- DATA SHOWN -
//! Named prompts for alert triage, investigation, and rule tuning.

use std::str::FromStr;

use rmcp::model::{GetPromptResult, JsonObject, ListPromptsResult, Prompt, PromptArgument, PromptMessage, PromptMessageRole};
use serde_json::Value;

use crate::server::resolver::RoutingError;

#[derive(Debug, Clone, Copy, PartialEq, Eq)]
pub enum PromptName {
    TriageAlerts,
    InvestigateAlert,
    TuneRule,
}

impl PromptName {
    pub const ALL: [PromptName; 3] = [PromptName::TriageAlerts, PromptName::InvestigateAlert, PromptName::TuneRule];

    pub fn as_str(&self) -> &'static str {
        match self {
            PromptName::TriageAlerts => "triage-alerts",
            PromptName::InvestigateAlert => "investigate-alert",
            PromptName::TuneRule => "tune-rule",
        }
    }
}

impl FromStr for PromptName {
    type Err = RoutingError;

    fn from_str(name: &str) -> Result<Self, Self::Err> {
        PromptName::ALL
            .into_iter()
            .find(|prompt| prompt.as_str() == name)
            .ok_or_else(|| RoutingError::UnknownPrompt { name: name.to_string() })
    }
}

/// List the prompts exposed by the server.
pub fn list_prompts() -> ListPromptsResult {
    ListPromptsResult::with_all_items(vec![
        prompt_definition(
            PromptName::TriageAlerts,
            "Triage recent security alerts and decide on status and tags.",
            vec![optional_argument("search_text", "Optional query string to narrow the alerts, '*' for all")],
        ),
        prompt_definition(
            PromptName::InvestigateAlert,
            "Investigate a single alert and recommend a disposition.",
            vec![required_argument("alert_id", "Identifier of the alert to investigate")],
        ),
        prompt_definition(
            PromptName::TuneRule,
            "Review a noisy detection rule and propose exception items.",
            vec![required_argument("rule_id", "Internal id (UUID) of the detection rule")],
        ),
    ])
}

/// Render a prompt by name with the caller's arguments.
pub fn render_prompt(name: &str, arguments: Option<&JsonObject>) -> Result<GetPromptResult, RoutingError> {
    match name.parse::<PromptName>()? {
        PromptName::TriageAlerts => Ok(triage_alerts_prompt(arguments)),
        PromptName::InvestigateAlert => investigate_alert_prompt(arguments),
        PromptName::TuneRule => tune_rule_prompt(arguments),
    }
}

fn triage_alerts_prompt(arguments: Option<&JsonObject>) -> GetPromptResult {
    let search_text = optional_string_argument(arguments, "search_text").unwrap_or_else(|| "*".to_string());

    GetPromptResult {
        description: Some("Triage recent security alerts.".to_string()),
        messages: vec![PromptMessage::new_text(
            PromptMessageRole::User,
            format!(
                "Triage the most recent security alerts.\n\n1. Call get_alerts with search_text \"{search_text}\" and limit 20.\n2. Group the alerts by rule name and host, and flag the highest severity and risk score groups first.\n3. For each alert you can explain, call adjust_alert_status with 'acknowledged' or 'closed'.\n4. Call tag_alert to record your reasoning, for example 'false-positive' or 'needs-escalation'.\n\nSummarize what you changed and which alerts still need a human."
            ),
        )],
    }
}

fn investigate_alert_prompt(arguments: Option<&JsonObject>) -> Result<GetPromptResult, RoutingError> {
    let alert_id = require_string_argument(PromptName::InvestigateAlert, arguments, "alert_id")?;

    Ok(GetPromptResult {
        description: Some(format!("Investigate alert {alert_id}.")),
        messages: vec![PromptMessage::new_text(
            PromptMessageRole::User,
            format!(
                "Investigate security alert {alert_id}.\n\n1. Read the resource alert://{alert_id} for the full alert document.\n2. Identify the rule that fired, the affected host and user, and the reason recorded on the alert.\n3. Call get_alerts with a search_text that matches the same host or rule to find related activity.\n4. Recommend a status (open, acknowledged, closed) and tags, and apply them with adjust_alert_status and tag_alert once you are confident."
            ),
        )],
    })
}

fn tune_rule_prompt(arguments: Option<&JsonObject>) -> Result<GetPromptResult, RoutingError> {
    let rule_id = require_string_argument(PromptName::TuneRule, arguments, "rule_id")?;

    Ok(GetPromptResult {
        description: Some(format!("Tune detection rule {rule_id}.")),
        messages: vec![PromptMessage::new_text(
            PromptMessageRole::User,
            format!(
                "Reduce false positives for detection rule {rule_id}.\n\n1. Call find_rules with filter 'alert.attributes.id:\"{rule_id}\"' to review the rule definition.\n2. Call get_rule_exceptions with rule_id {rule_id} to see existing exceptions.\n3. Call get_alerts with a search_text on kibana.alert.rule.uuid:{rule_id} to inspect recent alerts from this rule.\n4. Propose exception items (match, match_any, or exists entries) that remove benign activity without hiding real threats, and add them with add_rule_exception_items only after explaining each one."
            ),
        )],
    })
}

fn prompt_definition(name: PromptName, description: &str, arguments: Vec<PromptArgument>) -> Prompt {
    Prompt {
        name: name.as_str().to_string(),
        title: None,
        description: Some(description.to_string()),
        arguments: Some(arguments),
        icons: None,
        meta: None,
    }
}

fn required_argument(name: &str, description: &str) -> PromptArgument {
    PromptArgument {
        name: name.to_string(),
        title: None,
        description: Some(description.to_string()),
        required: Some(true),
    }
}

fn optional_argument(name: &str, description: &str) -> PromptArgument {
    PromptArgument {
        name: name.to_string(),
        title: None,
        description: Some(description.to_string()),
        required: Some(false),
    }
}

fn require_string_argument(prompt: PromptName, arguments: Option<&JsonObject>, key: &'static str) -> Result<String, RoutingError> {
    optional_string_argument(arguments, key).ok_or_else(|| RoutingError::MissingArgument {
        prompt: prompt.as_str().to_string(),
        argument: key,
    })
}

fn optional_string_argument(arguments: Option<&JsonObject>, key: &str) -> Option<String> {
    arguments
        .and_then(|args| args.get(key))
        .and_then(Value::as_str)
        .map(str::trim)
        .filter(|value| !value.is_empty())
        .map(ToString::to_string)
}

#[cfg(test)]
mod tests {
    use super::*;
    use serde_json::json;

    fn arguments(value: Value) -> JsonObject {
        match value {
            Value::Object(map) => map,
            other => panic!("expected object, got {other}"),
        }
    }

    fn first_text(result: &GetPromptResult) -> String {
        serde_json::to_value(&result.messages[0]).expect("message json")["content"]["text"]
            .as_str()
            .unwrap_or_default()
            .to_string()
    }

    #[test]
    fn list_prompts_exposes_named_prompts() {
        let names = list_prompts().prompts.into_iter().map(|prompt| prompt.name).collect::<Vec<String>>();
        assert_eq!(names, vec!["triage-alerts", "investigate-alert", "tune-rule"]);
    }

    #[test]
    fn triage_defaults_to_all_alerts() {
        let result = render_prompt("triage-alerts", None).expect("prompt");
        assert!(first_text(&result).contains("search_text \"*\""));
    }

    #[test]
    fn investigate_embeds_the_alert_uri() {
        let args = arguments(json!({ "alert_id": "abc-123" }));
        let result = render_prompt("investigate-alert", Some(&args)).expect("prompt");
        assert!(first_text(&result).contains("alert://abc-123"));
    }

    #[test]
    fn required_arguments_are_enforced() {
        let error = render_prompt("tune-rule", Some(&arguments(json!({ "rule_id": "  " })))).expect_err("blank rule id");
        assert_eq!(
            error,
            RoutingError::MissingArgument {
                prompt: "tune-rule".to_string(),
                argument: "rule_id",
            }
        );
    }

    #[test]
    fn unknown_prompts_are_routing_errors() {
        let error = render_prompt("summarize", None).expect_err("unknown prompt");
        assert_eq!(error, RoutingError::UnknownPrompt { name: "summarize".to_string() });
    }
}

* * *

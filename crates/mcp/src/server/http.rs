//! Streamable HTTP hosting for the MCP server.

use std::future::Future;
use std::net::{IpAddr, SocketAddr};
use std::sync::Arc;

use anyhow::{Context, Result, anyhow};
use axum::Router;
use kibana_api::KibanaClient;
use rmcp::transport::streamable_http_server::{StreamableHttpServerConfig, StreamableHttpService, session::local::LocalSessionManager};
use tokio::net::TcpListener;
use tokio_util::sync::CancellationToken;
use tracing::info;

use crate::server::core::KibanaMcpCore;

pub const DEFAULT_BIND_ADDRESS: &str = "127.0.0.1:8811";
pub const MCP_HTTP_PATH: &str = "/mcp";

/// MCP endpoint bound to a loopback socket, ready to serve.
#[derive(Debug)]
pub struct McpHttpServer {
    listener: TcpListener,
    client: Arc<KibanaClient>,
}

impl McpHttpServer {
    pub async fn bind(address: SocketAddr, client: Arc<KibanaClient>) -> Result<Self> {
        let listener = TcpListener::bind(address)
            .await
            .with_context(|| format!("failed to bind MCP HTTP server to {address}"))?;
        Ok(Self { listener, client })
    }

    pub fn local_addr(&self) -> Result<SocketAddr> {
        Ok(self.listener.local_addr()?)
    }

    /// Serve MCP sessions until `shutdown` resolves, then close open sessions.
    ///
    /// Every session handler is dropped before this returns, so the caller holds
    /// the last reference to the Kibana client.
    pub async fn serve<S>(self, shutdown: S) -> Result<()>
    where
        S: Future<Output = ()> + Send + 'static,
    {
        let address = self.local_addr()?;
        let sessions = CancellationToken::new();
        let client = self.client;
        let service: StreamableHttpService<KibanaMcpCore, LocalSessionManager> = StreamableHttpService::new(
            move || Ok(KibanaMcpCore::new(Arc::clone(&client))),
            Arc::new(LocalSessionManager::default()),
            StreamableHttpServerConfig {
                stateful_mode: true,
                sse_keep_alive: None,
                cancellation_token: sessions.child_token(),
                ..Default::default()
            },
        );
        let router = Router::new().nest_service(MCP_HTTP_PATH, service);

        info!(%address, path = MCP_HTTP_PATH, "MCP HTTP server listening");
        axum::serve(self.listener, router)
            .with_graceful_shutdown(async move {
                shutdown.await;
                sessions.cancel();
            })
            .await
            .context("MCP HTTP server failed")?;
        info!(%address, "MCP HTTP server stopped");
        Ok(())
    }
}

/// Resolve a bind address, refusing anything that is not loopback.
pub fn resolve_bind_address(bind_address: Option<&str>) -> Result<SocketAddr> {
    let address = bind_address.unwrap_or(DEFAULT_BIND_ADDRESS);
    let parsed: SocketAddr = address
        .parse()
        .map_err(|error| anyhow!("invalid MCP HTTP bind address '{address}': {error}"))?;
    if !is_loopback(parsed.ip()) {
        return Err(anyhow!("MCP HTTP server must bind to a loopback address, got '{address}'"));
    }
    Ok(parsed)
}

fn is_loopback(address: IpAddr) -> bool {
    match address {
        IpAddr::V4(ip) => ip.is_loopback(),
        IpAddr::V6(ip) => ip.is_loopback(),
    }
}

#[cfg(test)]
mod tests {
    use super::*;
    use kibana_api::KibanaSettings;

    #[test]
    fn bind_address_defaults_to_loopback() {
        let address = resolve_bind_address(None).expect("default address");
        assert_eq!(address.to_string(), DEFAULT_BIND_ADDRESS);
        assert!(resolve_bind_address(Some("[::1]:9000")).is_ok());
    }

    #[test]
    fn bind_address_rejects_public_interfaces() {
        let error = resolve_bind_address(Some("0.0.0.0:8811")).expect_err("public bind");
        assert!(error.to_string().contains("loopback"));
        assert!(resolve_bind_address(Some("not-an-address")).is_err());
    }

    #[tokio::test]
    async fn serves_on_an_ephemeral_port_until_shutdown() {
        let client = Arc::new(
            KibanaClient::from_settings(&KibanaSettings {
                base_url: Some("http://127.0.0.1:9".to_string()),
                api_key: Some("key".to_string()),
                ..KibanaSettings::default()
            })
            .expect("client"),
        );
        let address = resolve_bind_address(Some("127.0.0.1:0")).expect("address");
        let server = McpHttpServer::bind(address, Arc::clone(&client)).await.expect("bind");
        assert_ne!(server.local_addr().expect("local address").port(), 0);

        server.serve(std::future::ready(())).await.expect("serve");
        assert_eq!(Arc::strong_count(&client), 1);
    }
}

==

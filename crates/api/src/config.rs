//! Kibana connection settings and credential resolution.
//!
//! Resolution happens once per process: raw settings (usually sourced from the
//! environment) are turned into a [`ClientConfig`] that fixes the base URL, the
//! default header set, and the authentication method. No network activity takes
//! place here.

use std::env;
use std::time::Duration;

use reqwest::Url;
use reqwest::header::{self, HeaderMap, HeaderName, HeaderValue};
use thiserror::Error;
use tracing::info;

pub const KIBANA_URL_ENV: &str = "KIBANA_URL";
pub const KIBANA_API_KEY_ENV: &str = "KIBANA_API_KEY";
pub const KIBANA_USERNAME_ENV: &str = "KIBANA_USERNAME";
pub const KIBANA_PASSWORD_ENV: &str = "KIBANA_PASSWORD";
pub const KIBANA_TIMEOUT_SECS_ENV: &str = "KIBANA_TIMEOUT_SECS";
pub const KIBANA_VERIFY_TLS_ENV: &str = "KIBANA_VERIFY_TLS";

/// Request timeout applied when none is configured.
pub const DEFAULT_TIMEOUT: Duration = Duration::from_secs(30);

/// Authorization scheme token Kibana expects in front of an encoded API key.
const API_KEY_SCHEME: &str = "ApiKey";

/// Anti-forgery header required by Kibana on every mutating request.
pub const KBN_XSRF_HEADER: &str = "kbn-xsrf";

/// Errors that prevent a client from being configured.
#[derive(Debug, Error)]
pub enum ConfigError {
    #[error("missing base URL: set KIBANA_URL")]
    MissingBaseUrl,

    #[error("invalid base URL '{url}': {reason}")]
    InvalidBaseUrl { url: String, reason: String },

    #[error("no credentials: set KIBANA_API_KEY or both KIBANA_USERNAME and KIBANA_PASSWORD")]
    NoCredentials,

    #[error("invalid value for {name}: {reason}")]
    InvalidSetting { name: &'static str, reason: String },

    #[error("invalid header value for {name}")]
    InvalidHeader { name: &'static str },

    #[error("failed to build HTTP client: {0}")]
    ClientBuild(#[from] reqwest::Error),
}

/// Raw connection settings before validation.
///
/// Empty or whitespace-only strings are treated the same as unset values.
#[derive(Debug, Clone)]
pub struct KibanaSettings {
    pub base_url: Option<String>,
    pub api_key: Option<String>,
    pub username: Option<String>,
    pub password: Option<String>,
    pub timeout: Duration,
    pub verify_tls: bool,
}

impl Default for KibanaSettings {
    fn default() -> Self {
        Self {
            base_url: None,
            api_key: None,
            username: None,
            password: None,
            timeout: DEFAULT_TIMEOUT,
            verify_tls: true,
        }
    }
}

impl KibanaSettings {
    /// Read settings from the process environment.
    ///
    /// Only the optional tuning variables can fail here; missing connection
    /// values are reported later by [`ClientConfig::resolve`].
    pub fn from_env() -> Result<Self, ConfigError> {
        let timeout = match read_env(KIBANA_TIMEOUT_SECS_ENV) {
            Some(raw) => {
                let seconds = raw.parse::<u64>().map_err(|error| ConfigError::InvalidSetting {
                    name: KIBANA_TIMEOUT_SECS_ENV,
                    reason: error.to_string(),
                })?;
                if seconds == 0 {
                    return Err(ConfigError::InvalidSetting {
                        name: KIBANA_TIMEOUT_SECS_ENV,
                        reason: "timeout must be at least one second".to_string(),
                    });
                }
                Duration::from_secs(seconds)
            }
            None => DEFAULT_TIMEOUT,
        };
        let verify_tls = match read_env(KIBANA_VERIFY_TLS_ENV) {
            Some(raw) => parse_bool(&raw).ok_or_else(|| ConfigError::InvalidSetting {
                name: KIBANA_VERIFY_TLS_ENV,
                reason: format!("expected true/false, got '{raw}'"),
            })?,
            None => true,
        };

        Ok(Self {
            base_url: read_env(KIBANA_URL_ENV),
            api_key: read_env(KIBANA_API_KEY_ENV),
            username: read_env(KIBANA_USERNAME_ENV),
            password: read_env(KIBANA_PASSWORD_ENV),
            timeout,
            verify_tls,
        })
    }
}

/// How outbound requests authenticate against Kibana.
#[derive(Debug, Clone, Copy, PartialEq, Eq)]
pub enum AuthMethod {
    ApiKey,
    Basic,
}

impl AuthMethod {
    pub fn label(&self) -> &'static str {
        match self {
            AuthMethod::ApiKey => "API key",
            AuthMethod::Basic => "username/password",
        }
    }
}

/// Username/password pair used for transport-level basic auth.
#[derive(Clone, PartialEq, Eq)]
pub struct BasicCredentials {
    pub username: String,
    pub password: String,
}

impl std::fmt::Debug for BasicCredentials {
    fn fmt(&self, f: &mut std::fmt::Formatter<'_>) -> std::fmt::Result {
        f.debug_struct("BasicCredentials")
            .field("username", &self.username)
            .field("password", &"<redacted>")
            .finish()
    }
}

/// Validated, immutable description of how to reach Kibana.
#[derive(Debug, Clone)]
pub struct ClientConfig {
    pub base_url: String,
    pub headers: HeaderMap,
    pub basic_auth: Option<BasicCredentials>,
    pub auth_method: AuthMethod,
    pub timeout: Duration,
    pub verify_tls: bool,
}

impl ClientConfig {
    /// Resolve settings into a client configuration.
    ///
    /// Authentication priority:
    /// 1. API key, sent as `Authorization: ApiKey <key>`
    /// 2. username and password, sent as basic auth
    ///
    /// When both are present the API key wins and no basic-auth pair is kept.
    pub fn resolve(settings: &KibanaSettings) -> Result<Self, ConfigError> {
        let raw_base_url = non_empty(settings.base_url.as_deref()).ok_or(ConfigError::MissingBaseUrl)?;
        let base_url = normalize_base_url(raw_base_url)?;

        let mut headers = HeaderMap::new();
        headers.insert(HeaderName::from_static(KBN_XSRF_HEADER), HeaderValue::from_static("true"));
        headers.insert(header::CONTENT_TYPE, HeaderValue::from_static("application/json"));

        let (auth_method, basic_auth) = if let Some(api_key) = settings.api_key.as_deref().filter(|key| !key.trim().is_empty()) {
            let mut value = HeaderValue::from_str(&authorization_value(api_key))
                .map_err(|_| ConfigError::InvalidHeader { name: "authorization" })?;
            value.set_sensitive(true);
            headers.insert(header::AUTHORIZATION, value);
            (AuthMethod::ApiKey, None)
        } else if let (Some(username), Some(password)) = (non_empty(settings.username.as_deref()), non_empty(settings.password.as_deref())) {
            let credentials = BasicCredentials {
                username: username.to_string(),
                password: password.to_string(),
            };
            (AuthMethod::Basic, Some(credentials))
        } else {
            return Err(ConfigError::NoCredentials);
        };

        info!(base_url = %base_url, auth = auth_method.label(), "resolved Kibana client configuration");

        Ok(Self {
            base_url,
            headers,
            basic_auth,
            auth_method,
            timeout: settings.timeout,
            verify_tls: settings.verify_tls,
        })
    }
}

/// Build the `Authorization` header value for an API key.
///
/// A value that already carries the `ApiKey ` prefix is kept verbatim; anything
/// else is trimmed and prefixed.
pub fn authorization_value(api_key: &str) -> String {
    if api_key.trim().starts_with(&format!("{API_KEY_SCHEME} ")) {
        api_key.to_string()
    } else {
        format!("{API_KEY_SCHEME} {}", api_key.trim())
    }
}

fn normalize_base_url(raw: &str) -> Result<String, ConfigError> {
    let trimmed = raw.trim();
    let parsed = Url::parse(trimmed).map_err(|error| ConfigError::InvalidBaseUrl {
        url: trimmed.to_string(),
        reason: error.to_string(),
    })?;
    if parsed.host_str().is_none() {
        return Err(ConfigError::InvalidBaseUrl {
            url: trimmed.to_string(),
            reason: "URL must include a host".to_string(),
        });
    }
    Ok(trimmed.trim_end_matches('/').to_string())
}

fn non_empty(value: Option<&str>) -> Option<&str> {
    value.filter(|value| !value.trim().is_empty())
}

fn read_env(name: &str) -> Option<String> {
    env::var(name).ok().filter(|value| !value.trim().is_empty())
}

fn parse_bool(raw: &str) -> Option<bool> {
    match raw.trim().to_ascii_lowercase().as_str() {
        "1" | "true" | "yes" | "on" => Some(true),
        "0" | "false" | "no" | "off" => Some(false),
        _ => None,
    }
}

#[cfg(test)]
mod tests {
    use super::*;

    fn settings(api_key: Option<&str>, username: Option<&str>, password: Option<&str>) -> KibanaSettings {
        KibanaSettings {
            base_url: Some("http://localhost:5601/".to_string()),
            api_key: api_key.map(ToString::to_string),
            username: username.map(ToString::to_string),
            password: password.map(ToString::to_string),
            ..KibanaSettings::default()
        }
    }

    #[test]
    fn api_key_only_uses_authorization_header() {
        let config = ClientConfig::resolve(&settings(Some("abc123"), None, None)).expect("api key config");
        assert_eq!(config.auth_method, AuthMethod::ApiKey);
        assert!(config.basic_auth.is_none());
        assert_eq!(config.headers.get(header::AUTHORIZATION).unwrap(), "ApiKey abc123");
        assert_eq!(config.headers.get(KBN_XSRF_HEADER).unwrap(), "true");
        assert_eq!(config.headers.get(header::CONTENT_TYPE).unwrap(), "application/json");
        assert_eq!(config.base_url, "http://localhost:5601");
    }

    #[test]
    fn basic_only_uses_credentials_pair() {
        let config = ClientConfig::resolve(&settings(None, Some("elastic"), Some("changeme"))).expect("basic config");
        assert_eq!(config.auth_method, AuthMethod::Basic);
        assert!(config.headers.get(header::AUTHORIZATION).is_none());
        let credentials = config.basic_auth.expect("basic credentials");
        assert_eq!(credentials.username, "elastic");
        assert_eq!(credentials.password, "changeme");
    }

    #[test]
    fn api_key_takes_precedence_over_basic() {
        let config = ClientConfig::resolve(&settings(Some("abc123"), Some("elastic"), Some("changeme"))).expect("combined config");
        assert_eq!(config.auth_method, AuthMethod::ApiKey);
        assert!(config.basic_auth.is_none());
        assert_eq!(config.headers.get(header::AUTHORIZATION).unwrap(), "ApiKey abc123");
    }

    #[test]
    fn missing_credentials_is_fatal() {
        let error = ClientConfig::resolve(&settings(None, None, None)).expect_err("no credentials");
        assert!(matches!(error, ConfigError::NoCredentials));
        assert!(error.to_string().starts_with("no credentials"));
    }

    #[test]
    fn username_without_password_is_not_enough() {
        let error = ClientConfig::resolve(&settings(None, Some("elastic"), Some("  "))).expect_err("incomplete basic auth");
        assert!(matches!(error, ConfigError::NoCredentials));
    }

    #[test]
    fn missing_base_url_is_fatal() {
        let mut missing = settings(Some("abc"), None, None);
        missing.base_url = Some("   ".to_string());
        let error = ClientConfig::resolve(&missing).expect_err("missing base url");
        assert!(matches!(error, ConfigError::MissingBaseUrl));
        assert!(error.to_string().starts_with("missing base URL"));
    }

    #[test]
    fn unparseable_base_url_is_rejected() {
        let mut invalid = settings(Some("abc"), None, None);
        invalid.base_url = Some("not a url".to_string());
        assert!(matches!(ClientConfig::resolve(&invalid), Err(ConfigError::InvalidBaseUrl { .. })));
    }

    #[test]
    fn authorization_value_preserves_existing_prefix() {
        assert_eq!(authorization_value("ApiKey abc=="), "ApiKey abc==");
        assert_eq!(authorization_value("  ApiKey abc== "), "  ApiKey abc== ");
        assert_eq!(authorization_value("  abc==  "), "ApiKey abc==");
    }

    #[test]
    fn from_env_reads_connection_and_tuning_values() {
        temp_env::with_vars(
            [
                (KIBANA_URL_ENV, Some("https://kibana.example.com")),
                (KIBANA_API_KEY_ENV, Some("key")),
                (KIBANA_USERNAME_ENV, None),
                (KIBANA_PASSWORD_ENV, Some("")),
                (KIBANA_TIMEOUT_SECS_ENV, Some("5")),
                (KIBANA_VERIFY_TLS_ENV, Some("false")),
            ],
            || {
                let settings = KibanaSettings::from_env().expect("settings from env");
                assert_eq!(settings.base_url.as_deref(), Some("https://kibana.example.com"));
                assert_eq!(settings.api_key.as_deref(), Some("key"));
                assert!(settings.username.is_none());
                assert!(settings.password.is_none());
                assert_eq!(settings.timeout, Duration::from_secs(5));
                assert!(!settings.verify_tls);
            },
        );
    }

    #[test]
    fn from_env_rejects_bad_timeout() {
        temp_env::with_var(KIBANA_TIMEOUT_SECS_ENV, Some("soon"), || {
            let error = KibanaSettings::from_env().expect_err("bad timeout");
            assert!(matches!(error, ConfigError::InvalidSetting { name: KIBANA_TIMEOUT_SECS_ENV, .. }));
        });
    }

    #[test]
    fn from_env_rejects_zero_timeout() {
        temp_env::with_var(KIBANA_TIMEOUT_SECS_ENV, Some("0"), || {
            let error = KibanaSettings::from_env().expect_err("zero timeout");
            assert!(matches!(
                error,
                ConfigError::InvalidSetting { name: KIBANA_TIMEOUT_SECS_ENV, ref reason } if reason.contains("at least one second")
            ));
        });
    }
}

- WORK INSTRUCTION -
For the word "Duration", please say how many lines in the entries hold it, with only the number as the reply.

- REPLY TO THE TASK -
6